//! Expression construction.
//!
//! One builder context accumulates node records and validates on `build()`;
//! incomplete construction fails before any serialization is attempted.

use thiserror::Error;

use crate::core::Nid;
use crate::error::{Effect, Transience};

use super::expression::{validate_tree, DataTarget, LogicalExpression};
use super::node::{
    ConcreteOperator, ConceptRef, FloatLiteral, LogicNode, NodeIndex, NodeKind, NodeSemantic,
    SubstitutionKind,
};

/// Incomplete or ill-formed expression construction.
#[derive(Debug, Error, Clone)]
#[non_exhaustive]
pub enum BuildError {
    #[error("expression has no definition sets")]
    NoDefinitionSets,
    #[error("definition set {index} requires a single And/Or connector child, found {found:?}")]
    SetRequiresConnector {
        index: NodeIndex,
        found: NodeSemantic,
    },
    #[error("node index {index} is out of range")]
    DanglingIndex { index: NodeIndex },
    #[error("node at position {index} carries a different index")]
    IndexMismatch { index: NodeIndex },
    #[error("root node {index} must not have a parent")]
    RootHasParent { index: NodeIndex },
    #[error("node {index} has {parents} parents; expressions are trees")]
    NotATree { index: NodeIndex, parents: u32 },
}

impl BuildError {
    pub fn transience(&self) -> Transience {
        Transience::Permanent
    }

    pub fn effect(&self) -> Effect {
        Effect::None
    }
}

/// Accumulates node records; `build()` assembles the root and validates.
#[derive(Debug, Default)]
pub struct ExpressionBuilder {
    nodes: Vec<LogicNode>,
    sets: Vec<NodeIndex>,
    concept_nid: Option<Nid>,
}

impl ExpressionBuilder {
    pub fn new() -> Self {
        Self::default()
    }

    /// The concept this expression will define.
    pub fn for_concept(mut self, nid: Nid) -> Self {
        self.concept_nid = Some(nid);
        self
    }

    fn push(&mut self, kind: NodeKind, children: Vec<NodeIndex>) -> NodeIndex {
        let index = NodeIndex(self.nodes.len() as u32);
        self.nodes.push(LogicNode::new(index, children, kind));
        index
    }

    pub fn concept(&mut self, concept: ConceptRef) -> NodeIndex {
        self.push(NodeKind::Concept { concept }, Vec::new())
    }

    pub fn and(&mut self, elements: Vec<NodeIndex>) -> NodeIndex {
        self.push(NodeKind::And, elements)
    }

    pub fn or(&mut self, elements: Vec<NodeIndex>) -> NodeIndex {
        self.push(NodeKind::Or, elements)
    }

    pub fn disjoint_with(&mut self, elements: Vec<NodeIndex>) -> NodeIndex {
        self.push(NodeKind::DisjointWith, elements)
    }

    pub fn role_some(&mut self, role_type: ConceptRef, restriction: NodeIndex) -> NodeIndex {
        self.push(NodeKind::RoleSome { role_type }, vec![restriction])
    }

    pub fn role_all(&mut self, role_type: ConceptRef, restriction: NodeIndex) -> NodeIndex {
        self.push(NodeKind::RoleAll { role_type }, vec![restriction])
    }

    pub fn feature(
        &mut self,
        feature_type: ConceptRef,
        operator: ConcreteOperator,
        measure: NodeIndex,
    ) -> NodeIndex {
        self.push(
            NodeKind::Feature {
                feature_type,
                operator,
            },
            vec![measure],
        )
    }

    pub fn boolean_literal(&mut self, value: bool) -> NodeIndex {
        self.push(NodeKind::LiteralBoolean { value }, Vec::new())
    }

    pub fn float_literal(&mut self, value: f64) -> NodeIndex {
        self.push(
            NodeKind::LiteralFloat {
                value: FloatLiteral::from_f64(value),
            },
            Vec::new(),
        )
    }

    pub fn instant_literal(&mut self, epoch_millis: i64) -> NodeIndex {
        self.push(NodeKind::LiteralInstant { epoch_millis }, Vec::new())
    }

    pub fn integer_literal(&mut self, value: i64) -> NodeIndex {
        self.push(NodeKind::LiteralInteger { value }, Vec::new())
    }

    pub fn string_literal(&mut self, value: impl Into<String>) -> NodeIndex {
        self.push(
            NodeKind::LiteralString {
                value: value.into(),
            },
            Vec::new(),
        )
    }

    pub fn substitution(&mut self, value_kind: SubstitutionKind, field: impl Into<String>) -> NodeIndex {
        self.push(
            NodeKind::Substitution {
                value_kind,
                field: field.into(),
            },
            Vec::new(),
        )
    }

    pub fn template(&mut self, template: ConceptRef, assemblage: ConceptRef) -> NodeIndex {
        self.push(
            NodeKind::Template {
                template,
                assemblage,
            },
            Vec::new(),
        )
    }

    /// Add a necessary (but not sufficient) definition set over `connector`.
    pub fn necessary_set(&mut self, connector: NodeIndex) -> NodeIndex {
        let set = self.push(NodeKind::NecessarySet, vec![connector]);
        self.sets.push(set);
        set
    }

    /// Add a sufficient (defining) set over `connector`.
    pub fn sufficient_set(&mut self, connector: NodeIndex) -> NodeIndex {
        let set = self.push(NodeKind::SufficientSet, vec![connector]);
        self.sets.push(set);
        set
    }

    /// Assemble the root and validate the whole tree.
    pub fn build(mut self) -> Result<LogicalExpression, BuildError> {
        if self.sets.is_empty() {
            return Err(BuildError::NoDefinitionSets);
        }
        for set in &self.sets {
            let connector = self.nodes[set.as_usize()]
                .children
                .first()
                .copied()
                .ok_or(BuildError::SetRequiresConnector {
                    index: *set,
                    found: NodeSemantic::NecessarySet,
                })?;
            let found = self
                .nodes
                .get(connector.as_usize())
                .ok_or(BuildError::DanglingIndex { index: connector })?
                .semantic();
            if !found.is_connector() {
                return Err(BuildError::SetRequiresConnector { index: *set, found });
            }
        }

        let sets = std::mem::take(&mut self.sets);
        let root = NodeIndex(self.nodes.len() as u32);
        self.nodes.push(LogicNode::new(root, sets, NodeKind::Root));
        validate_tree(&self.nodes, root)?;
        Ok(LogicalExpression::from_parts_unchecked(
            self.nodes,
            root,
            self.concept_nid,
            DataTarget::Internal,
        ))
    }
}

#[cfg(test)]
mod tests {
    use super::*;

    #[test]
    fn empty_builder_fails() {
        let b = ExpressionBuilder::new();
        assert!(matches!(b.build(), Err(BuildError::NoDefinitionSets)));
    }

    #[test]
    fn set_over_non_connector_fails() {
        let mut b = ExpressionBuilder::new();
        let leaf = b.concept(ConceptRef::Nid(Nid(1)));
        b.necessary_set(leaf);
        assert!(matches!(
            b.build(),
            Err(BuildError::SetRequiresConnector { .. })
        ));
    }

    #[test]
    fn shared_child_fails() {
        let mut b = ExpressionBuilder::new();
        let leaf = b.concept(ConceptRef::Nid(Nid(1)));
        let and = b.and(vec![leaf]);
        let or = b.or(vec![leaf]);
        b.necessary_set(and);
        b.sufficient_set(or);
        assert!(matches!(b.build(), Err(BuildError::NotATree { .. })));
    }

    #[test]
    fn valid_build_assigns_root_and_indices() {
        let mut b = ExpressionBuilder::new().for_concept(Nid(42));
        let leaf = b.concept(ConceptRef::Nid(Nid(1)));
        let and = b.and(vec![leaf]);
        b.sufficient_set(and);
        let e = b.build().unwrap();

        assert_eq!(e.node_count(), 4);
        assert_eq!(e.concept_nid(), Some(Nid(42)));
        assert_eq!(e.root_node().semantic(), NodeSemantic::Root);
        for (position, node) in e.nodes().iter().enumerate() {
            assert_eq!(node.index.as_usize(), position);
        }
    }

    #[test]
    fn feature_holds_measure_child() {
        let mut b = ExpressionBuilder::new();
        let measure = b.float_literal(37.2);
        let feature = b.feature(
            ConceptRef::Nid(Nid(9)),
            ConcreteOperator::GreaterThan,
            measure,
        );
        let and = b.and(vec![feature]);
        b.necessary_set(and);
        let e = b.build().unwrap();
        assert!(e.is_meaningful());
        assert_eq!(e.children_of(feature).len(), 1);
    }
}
::::::::::
Everything in the material above from the line that has "self.push(NodeKind::And, elements)" through the line that has "pub fn role_some(&mut" must be duplicated exactly, with no other lines given.

        self.push(NodeKind::And, elements)
    }

    pub fn or(&mut self, elements: Vec<NodeIndex>) -> NodeIndex {
        self.push(NodeKind::Or, elements)
    }

    pub fn disjoint_with(&mut self, elements: Vec<NodeIndex>) -> NodeIndex {
        self.push(NodeKind::DisjointWith, elements)
    }

    pub fn role_some(&mut self, role_type: ConceptRef, restriction: NodeIndex) -> NodeIndex {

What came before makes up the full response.